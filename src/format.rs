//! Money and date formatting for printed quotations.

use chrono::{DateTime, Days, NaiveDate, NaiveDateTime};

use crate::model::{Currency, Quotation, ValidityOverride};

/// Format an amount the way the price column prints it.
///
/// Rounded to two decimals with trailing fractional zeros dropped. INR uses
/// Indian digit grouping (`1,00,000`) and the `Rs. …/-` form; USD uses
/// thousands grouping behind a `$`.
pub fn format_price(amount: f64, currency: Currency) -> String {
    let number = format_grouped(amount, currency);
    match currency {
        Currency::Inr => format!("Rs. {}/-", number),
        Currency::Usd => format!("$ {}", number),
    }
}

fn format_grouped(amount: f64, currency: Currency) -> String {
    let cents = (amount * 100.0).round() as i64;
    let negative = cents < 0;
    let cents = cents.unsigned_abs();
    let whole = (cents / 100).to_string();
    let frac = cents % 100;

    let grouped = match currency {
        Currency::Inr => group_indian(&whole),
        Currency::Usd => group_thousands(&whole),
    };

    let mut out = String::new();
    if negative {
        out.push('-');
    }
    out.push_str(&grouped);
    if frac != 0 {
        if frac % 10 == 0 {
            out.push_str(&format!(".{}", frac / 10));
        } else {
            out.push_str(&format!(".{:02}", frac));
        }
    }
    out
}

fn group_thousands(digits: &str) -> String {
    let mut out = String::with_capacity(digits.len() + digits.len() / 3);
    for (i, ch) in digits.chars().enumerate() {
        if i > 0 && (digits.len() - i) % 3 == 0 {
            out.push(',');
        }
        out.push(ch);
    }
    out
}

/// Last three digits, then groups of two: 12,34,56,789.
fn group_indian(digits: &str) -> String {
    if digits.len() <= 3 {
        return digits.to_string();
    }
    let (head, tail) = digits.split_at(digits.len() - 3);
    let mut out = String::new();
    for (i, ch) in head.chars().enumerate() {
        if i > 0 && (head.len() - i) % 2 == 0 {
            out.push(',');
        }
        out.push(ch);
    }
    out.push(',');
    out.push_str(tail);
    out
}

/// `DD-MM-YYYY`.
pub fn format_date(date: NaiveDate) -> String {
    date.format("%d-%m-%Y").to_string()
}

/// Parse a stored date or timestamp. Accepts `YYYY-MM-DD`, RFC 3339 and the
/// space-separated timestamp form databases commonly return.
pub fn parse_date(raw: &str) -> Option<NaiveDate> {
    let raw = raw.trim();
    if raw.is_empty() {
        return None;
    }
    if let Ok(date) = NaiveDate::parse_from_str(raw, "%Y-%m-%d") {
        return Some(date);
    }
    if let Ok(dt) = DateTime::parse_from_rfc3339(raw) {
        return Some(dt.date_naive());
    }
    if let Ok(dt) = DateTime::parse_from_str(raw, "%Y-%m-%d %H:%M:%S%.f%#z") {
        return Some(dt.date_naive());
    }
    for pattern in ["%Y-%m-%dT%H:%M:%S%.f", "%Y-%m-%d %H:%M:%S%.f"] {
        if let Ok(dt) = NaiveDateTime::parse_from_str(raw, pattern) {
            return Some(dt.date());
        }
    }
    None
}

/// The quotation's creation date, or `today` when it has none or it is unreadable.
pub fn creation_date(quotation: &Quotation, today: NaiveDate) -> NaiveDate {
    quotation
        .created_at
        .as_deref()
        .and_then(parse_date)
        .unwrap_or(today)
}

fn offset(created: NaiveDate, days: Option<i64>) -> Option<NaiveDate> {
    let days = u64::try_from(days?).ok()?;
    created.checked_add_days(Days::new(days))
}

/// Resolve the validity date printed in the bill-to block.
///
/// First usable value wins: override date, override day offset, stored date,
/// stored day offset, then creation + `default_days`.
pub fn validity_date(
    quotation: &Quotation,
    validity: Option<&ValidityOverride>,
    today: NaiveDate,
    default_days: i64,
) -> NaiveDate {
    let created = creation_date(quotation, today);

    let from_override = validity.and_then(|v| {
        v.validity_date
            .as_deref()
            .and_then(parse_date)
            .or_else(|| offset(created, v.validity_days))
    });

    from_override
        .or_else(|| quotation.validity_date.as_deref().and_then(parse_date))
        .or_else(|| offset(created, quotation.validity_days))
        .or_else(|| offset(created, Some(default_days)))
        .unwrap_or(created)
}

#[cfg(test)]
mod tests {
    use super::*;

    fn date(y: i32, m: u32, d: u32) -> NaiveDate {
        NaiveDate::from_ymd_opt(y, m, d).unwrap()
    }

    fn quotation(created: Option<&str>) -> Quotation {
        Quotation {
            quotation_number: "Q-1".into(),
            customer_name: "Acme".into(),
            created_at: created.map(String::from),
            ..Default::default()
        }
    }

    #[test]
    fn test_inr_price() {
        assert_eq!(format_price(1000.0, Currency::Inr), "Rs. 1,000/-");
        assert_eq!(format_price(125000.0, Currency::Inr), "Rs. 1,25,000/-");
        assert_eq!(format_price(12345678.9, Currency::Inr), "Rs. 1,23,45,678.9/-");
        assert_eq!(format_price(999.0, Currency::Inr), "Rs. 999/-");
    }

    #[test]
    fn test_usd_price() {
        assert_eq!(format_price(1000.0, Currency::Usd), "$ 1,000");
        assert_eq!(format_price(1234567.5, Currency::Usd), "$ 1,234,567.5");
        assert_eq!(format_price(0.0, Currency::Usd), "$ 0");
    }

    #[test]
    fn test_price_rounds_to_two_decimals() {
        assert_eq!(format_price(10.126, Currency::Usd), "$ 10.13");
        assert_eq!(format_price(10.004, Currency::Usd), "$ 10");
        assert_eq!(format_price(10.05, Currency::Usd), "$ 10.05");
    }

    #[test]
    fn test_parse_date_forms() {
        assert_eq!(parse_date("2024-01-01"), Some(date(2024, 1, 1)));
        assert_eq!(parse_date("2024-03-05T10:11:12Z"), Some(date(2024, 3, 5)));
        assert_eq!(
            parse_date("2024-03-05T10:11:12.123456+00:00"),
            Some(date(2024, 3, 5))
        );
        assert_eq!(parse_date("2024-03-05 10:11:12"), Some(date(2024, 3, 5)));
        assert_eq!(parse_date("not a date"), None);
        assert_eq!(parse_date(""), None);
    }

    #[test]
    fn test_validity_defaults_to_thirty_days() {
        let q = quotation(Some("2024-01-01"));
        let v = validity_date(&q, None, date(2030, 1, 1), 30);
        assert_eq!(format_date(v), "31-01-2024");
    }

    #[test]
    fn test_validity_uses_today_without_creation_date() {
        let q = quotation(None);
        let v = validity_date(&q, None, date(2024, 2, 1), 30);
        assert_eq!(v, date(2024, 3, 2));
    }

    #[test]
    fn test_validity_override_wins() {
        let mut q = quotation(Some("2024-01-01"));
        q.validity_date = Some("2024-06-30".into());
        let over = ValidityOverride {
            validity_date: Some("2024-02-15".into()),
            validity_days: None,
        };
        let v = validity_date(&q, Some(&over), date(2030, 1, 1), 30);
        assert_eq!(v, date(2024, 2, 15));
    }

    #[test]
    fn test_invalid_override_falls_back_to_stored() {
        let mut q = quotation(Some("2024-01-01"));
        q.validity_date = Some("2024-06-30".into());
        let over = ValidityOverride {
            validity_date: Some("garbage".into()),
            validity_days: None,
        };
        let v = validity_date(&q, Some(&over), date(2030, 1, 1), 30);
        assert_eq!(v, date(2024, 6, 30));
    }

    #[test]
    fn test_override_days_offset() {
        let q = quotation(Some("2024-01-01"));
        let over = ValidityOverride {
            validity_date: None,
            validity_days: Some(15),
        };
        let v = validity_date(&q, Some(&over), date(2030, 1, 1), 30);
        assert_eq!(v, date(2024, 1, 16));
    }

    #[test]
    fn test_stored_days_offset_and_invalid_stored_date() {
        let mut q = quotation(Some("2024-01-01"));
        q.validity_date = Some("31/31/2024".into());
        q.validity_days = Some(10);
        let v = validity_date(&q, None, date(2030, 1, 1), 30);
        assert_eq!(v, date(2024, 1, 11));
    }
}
****
■ What to work on: Where does the string "enumerate" appear in the records above? Return every line that holds it.

■ Expected answer:
    for (i, ch) in digits.chars().enumerate() {
    for (i, ch) in head.chars().enumerate() {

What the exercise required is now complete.